**What you have to do:**
The first line of the entries through the line bearing "pub mod vertex;": copy these lines exactly and return nothing else.

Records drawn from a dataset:
- - -

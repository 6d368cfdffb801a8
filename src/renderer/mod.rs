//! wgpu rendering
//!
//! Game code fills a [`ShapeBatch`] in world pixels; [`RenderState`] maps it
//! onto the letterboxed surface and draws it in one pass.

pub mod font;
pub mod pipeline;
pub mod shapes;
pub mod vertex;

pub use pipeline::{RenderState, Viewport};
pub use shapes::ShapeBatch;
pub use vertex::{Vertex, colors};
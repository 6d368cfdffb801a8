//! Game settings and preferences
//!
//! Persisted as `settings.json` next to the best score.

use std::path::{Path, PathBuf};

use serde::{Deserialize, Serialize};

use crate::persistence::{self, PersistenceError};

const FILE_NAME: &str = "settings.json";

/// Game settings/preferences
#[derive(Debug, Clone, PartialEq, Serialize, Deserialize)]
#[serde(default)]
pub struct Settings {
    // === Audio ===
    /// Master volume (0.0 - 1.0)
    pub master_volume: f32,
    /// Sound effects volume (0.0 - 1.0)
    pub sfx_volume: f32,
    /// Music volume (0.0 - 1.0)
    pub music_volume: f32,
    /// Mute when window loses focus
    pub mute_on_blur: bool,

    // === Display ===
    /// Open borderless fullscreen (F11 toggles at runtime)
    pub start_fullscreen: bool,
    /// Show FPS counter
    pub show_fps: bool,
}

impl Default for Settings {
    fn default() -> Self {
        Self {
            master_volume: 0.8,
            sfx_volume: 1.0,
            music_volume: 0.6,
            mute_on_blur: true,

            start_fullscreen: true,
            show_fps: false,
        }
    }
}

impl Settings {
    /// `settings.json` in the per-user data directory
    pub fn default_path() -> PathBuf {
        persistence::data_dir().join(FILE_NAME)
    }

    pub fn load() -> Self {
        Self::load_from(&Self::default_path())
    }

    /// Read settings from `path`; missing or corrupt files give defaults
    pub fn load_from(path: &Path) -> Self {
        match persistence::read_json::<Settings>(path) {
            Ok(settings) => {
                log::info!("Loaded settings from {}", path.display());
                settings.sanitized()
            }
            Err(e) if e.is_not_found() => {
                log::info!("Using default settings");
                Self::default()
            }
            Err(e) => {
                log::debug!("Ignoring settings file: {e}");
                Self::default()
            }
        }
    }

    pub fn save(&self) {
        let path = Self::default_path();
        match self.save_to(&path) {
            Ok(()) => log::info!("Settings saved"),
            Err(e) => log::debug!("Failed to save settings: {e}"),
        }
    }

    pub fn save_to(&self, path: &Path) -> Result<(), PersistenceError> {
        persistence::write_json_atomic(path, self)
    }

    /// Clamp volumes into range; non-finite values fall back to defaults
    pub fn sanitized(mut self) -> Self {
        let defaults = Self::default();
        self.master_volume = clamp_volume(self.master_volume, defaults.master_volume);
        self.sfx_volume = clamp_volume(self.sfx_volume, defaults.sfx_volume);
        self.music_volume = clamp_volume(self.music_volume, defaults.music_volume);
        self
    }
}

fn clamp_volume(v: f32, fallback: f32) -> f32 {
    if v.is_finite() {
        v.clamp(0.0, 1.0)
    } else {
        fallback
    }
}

- - -

**Expected output:**
repository 6d368cfdffb801a8
filename src/renderer/mod.rs
//! wgpu rendering
//!
//! Game code fills a [`ShapeBatch`] in world pixels; [`RenderState`] maps it
//! onto the letterboxed surface and draws it in one pass.

pub mod font;
pub mod pipeline;
pub mod shapes;
pub mod vertex;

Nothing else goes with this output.